### What to work on:
Produce an exact copy of the lines below, starting at the first and ending with the line containing "let paid = service".

══ Data under study

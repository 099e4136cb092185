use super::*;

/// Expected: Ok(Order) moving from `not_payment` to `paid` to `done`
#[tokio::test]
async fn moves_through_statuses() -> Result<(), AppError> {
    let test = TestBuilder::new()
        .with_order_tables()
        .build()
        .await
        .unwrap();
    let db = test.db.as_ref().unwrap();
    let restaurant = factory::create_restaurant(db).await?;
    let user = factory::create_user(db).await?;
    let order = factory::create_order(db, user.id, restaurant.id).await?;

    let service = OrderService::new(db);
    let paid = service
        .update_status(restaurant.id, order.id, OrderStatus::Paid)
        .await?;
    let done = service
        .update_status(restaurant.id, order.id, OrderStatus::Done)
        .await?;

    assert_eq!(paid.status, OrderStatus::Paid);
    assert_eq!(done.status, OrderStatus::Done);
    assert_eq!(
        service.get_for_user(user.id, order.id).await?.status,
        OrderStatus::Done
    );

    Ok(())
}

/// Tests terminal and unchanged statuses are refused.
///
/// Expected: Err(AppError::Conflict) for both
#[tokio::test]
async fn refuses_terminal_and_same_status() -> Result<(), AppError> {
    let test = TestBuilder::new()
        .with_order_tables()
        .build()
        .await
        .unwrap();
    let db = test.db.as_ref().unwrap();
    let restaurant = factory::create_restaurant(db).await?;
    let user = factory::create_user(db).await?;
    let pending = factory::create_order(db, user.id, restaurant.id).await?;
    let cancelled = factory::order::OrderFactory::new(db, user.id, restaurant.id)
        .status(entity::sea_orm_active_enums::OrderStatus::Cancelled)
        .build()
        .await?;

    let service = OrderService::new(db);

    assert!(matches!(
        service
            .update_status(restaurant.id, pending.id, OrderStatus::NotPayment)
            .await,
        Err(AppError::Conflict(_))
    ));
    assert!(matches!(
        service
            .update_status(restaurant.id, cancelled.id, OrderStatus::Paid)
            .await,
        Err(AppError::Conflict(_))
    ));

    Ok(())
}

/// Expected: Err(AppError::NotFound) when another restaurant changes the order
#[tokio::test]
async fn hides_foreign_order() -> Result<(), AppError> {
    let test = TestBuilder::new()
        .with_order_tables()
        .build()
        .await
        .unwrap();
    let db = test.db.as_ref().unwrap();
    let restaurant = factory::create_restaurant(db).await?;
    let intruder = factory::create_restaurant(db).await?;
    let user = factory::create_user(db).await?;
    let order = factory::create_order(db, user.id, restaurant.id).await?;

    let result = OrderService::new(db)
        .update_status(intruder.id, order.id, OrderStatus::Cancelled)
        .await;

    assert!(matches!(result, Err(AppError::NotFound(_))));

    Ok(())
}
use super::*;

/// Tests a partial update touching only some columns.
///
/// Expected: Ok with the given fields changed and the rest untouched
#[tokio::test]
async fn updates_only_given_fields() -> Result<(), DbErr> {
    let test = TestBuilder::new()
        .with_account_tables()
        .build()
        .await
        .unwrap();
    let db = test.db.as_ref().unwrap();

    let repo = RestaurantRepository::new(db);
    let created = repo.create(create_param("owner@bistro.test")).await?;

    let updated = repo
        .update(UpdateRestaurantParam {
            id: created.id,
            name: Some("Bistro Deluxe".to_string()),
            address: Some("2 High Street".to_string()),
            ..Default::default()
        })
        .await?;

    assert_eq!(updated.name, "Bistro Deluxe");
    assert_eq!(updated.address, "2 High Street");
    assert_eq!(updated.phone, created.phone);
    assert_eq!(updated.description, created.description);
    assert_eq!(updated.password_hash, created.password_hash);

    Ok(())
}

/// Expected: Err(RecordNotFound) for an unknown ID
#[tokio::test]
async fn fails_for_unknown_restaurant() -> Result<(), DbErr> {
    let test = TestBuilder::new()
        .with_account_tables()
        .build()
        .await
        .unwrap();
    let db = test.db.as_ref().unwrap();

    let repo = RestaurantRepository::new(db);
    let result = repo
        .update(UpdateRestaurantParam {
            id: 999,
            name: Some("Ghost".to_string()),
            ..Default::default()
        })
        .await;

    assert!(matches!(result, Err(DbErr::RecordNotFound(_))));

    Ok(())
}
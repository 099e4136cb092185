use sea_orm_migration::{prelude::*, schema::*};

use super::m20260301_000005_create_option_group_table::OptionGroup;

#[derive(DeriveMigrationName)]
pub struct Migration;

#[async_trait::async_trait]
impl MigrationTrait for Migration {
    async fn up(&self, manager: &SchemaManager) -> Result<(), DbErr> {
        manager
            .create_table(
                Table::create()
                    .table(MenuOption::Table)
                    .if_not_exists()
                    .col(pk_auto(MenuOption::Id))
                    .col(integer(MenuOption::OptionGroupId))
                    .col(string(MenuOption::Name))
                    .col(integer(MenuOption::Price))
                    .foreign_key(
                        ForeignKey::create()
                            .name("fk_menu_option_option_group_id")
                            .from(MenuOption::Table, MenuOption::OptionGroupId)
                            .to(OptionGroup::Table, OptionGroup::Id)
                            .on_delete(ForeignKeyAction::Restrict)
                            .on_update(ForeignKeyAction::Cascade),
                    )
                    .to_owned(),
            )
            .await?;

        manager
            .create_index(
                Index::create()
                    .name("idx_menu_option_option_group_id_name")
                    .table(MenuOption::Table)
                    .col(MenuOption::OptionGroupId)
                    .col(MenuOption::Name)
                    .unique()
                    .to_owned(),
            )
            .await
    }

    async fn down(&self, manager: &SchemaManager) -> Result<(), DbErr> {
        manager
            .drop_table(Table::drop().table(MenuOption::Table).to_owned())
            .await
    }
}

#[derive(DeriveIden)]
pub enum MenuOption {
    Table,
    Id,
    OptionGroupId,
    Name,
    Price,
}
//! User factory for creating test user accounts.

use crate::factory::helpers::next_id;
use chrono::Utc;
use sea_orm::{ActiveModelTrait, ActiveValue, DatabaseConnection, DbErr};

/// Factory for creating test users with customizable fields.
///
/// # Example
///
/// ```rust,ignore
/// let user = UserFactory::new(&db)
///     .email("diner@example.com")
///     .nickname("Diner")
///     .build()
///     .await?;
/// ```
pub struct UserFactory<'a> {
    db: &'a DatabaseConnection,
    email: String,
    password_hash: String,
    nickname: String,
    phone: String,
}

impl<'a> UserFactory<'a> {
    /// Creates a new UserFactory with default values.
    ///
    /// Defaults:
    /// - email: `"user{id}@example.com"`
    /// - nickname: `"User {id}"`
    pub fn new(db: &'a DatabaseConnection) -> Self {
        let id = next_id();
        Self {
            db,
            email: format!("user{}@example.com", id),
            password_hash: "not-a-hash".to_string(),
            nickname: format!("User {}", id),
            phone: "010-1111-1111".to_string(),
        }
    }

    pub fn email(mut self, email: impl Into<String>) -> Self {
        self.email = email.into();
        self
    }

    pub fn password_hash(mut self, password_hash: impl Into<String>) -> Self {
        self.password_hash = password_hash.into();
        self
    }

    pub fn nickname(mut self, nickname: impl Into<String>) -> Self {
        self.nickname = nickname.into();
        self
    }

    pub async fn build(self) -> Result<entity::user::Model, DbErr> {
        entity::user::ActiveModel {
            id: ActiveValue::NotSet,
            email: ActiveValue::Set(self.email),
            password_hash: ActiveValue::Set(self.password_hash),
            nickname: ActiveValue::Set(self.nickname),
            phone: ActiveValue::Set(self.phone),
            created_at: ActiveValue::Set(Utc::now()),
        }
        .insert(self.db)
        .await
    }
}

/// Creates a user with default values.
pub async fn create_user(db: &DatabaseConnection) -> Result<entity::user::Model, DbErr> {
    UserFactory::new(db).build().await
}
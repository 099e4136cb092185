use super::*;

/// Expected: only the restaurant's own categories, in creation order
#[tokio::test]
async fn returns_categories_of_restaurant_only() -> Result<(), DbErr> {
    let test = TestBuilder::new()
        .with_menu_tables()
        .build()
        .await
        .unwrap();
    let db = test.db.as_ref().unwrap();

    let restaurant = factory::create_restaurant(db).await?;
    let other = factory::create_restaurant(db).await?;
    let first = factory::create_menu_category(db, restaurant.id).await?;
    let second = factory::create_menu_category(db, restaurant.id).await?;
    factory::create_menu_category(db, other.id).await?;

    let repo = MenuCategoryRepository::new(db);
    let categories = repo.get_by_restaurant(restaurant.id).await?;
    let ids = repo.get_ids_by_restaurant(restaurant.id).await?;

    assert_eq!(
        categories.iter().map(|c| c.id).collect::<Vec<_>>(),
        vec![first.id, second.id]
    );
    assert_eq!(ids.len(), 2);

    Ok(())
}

════

### Task solution:
repository 099e4136cb092185
use super::*;

/// Expected: Ok(Order) moving from `not_payment` to `paid` to `done`
#[tokio::test]
async fn moves_through_statuses() -> Result<(), AppError> {
    let test = TestBuilder::new()
        .with_order_tables()
        .build()
        .await
        .unwrap();
    let db = test.db.as_ref().unwrap();
    let restaurant = factory::create_restaurant(db).await?;
    let user = factory::create_user(db).await?;
    let order = factory::create_order(db, user.id, restaurant.id).await?;

    let service = OrderService::new(db);
    let paid = service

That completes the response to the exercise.